Dataset records:
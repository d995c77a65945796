use chrono::{NaiveDate, NaiveTime};
use serde::{Deserialize, Serialize};
use sqlx::FromRow;
use std::fmt;
use std::str::FromStr;

/// Identity id, the primary key of `accounts`.
pub type Uid = i64;
pub type Pid = i64;
pub type Sid = i64;

#[derive(Debug, Clone, Copy, PartialEq, Eq, Hash, Default, Serialize, Deserialize, sqlx::Type)]
#[serde(rename_all = "lowercase")]
#[sqlx(rename_all = "lowercase")]
pub enum Role {
	Pharmacy,
	#[default]
	Substitute,
	Admin,
}

impl Role {
	pub fn as_str(self) -> &'static str {
		match self {
			Role::Pharmacy => "pharmacy",
			Role::Substitute => "substitute",
			Role::Admin => "admin",
		}
	}
}

impl fmt::Display for Role {
	fn fmt(&self, f: &mut fmt::Formatter<'_>) -> fmt::Result {
		f.write_str(self.as_str())
	}
}

impl FromStr for Role {
	type Err = String;

	fn from_str(s: &str) -> Result<Self, Self::Err> {
		match s.trim().to_ascii_lowercase().as_str() {
			"pharmacy" => Ok(Role::Pharmacy),
			"substitute" => Ok(Role::Substitute),
			"admin" => Ok(Role::Admin),
			other => Err(format!("unknown role {other:?}")),
		}
	}
}

/// Which kind of worker a shift is for.
#[derive(Debug, Clone, Copy, PartialEq, Eq, Serialize, Deserialize, sqlx::Type)]
#[serde(rename_all = "lowercase")]
#[sqlx(rename_all = "lowercase")]
pub enum ShiftRole {
	Pharmacist,
	Assistant,
}

impl fmt::Display for ShiftRole {
	fn fmt(&self, f: &mut fmt::Formatter<'_>) -> fmt::Result {
		f.write_str(match self {
			ShiftRole::Pharmacist => "pharmacist",
			ShiftRole::Assistant => "assistant",
		})
	}
}

/// Column value of `shifts.status`. Paired with `booked_by` it becomes a [`ShiftStatus`].
#[derive(Debug, Clone, Copy, PartialEq, Eq, sqlx::Type)]
#[sqlx(rename_all = "lowercase")]
pub enum StatusTag {
	Available,
	Booked,
}

#[derive(Debug, Clone, Copy, PartialEq, Eq)]
pub enum ShiftStatus {
	Available,
	Booked(Uid),
}

impl ShiftStatus {
	/// `None` when the columns disagree, which the table `CHECK` rules out.
	pub fn from(tag: StatusTag, booked_by: Option<Uid>) -> Option<Self> {
		match (tag, booked_by) {
			(StatusTag::Available, None) => Some(ShiftStatus::Available),
			(StatusTag::Booked, Some(uid)) => Some(ShiftStatus::Booked(uid)),
			_ => None,
		}
	}

	pub fn is_available(self) -> bool {
		matches!(self, ShiftStatus::Available)
	}

	pub fn is_booked(self) -> bool {
		matches!(self, ShiftStatus::Booked(_))
	}

	pub fn holder(self) -> Option<Uid> {
		match self {
			ShiftStatus::Available => None,
			ShiftStatus::Booked(uid) => Some(uid),
		}
	}

	pub fn is_held_by(self, viewer: Uid) -> bool {
		self.holder() == Some(viewer)
	}
}

impl fmt::Display for ShiftStatus {
	fn fmt(&self, f: &mut fmt::Formatter<'_>) -> fmt::Result {
		f.write_str(match self {
			ShiftStatus::Available => "available",
			ShiftStatus::Booked(_) => "booked",
		})
	}
}

#[derive(Debug, Clone, PartialEq, Eq, FromRow)]
pub struct Account {
	pub id: Uid,
	pub email: String,
	pub pass: String,
}

#[derive(Debug, Clone, PartialEq, Eq, Serialize, FromRow)]
pub struct Profile {
	pub account_id: Uid,
	pub name: String,
	pub email: String,
	pub role: Role,
}

#[derive(Debug, Clone, PartialEq, Eq, Serialize, FromRow)]
pub struct Pharmacy {
	pub id: Pid,
	pub owner_id: Uid,
	pub name: String,
	pub address: String,
	pub email: Option<String>,
}

#[derive(Debug, Clone, PartialEq)]
pub struct Shift {
	pub id: Sid,
	pub pharmacy_id: Pid,
	pub owner_id: Uid,
	pub date: NaiveDate,
	pub start: NaiveTime,
	pub end: NaiveTime,
	pub pay_rate: i64,
	pub role: ShiftRole,
	pub status: ShiftStatus,
}

#[derive(Debug, Clone, FromRow)]
pub struct ShiftQuery {
	pub id: Sid,
	pub pharmacy_id: Pid,
	pub owner_id: Uid,
	pub date: NaiveDate,
	pub start_time: NaiveTime,
	pub end_time: NaiveTime,
	pub pay_rate: i64,
	pub role: ShiftRole,
	pub status: StatusTag,
	pub booked_by: Option<Uid>,
}

impl Shift {
	pub fn from_query(info: ShiftQuery) -> Result<Self, sqlx::Error> {
		let status = ShiftStatus::from(info.status, info.booked_by).ok_or_else(|| {
			sqlx::Error::Decode(format!("shift {} has status {:?} with holder {:?}", info.id, info.status, info.booked_by).into())
		})?;
		Ok(Shift {
			id: info.id,
			pharmacy_id: info.pharmacy_id,
			owner_id: info.owner_id,
			date: info.date,
			start: info.start_time,
			end: info.end_time,
			pay_rate: info.pay_rate,
			role: info.role,
			status,
		})
	}

	pub fn time_range(&self) -> String {
		format!("{} - {}", self.start.format("%H:%M"), self.end.format("%H:%M"))
	}
}

/// Parses `H:MM` or `HH:MM`, 24 hour clock.
pub fn parse_clock(s: &str) -> Option<NaiveTime> {
	let (h, m) = s.trim().split_once(':')?;
	if h.is_empty() || h.len() > 2 || m.len() != 2 {
		return None;
	}
	let h: u32 = h.parse().ok()?;
	let m: u32 = m.parse().ok()?;
	NaiveTime::from_hms_opt(h, m, 0)
}

#[derive(Deserialize, Debug)]
pub struct FormLogin {
	pub email: String,
	pub pass: String,
}

#[derive(Deserialize, Debug)]
pub struct FormRegister {
	pub name: String,
	pub email: String,
	pub pass: String,
	pub confirm: String,
	#[serde(default)]
	pub role: Role,
}

#[derive(Deserialize, Debug, Clone)]
pub struct NewPharmacyForm {
	pub name: String,
	pub address: String,
	#[serde(default)]
	pub email: Option<String>,
}

#[derive(Deserialize, Debug, Clone)]
pub struct NewShiftForm {
	pub pharmacy_id: Pid,
	pub date: NaiveDate,
	pub start_time: String,
	pub end_time: String,
	pub pay_rate: i64,
	pub role: ShiftRole,
}

#[derive(Deserialize, Debug, Clone)]
pub struct ProfileForm {
	pub name: String,
	#[serde(default)]
	pub role: Option<Role>,
}

/// Hidden field on action forms naming where to land afterwards.
#[derive(Deserialize, Debug, Default)]
pub struct ReturnTo {
	#[serde(default)]
	pub back: Option<String>,
}

#[derive(Deserialize, Debug, Default)]
pub struct DayParam {
	#[serde(default)]
	pub day: Option<NaiveDate>,
}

What you are asked to do: Your task is to retype the whole listing, keeping every word exactly as it is.

Response area:
repository d995c77a65945796
use chrono::{NaiveDate, NaiveTime};
use serde::{Deserialize, Serialize};
use sqlx::FromRow;
use std::fmt;
use std::str::FromStr;

/// Identity id, the primary key of `accounts`.
pub type Uid = i64;
pub type Pid = i64;
pub type Sid = i64;

#[derive(Debug, Clone, Copy, PartialEq, Eq, Hash, Default, Serialize, Deserialize, sqlx::Type)]
#[serde(rename_all = "lowercase")]
#[sqlx(rename_all = "lowercase")]
pub enum Role {
	Pharmacy,
	#[default]
	Substitute,
	Admin,
}

impl Role {
	pub fn as_str(self) -> &'static str {
		match self {
			Role::Pharmacy => "pharmacy",
			Role::Substitute => "substitute",
			Role::Admin => "admin",
		}
	}
}

impl fmt::Display for Role {
	fn fmt(&self, f: &mut fmt::Formatter<'_>) -> fmt::Result {
		f.write_str(self.as_str())
	}
}

impl FromStr for Role {
	type Err = String;

	fn from_str(s: &str) -> Result<Self, Self::Err> {
		match s.trim().to_ascii_lowercase().as_str() {
			"pharmacy" => Ok(Role::Pharmacy),
			"substitute" => Ok(Role::Substitute),
			"admin" => Ok(Role::Admin),
			other => Err(format!("unknown role {other:?}")),
		}
	}
}

/// Which kind of worker a shift is for.
#[derive(Debug, Clone, Copy, PartialEq, Eq, Serialize, Deserialize, sqlx::Type)]
#[serde(rename_all = "lowercase")]
#[sqlx(rename_all = "lowercase")]
pub enum ShiftRole {
	Pharmacist,
	Assistant,
}

impl fmt::Display for ShiftRole {
	fn fmt(&self, f: &mut fmt::Formatter<'_>) -> fmt::Result {
		f.write_str(match self {
			ShiftRole::Pharmacist => "pharmacist",
			ShiftRole::Assistant => "assistant",
		})
	}
}

/// Column value of `shifts.status`. Paired with `booked_by` it becomes a [`ShiftStatus`].
#[derive(Debug, Clone, Copy, PartialEq, Eq, sqlx::Type)]
#[sqlx(rename_all = "lowercase")]
pub enum StatusTag {
	Available,
	Booked,
}

#[derive(Debug, Clone, Copy, PartialEq, Eq)]
pub enum ShiftStatus {
	Available,
	Booked(Uid),
}

impl ShiftStatus {
	/// `None` when the columns disagree, which the table `CHECK` rules out.
	pub fn from(tag: StatusTag, booked_by: Option<Uid>) -> Option<Self> {
		match (tag, booked_by) {
			(StatusTag::Available, None) => Some(ShiftStatus::Available),
			(StatusTag::Booked, Some(uid)) => Some(ShiftStatus::Booked(uid)),
			_ => None,
		}
	}

	pub fn is_available(self) -> bool {
		matches!(self, ShiftStatus::Available)
	}

	pub fn is_booked(self) -> bool {
		matches!(self, ShiftStatus::Booked(_))
	}

	pub fn holder(self) -> Option<Uid> {
		match self {
			ShiftStatus::Available => None,
			ShiftStatus::Booked(uid) => Some(uid),
		}
	}

	pub fn is_held_by(self, viewer: Uid) -> bool {
		self.holder() == Some(viewer)
	}
}

impl fmt::Display for ShiftStatus {
	fn fmt(&self, f: &mut fmt::Formatter<'_>) -> fmt::Result {
		f.write_str(match self {
			ShiftStatus::Available => "available",
			ShiftStatus::Booked(_) => "booked",
		})
	}
}

#[derive(Debug, Clone, PartialEq, Eq, FromRow)]
pub struct Account {
	pub id: Uid,
	pub email: String,
	pub pass: String,
}

#[derive(Debug, Clone, PartialEq, Eq, Serialize, FromRow)]
pub struct Profile {
	pub account_id: Uid,
	pub name: String,
	pub email: String,
	pub role: Role,
}

#[derive(Debug, Clone, PartialEq, Eq, Serialize, FromRow)]
pub struct Pharmacy {
	pub id: Pid,
	pub owner_id: Uid,
	pub name: String,
	pub address: String,
	pub email: Option<String>,
}

#[derive(Debug, Clone, PartialEq)]
pub struct Shift {
	pub id: Sid,
	pub pharmacy_id: Pid,
	pub owner_id: Uid,
	pub date: NaiveDate,
	pub start: NaiveTime,
	pub end: NaiveTime,
	pub pay_rate: i64,
	pub role: ShiftRole,
	pub status: ShiftStatus,
}

#[derive(Debug, Clone, FromRow)]
pub struct ShiftQuery {
	pub id: Sid,
	pub pharmacy_id: Pid,
	pub owner_id: Uid,
	pub date: NaiveDate,
	pub start_time: NaiveTime,
	pub end_time: NaiveTime,
	pub pay_rate: i64,
	pub role: ShiftRole,
	pub status: StatusTag,
	pub booked_by: Option<Uid>,
}

impl Shift {
	pub fn from_query(info: ShiftQuery) -> Result<Self, sqlx::Error> {
		let status = ShiftStatus::from(info.status, info.booked_by).ok_or_else(|| {
			sqlx::Error::Decode(format!("shift {} has status {:?} with holder {:?}", info.id, info.status, info.booked_by).into())
		})?;
		Ok(Shift {
			id: info.id,
			pharmacy_id: info.pharmacy_id,
			owner_id: info.owner_id,
			date: info.date,
			start: info.start_time,
			end: info.end_time,
			pay_rate: info.pay_rate,
			role: info.role,
			status,
		})
	}

	pub fn time_range(&self) -> String {
		format!("{} - {}", self.start.format("%H:%M"), self.end.format("%H:%M"))
	}
}

/// Parses `H:MM` or `HH:MM`, 24 hour clock.
pub fn parse_clock(s: &str) -> Option<NaiveTime> {
	let (h, m) = s.trim().split_once(':')?;
	if h.is_empty() || h.len() > 2 || m.len() != 2 {
		return None;
	}
	let h: u32 = h.parse().ok()?;
	let m: u32 = m.parse().ok()?;
	NaiveTime::from_hms_opt(h, m, 0)
}

#[derive(Deserialize, Debug)]
pub struct FormLogin {
	pub email: String,
	pub pass: String,
}

#[derive(Deserialize, Debug)]
pub struct FormRegister {
	pub name: String,
	pub email: String,
	pub pass: String,
	pub confirm: String,
	#[serde(default)]
	pub role: Role,
}

#[derive(Deserialize, Debug, Clone)]
pub struct NewPharmacyForm {
	pub name: String,
	pub address: String,
	#[serde(default)]
	pub email: Option<String>,
}

#[derive(Deserialize, Debug, Clone)]
pub struct NewShiftForm {
	pub pharmacy_id: Pid,
	pub date: NaiveDate,
	pub start_time: String,
	pub end_time: String,
	pub pay_rate: i64,
	pub role: ShiftRole,
}

#[derive(Deserialize, Debug, Clone)]
pub struct ProfileForm {
	pub name: String,
	#[serde(default)]
	pub role: Option<Role>,
}

/// Hidden field on action forms naming where to land afterwards.
#[derive(Deserialize, Debug, Default)]
pub struct ReturnTo {
	#[serde(default)]
	pub back: Option<String>,
}

#[derive(Deserialize, Debug, Default)]
pub struct DayParam {
	#[serde(default)]
	pub day: Option<NaiveDate>,
}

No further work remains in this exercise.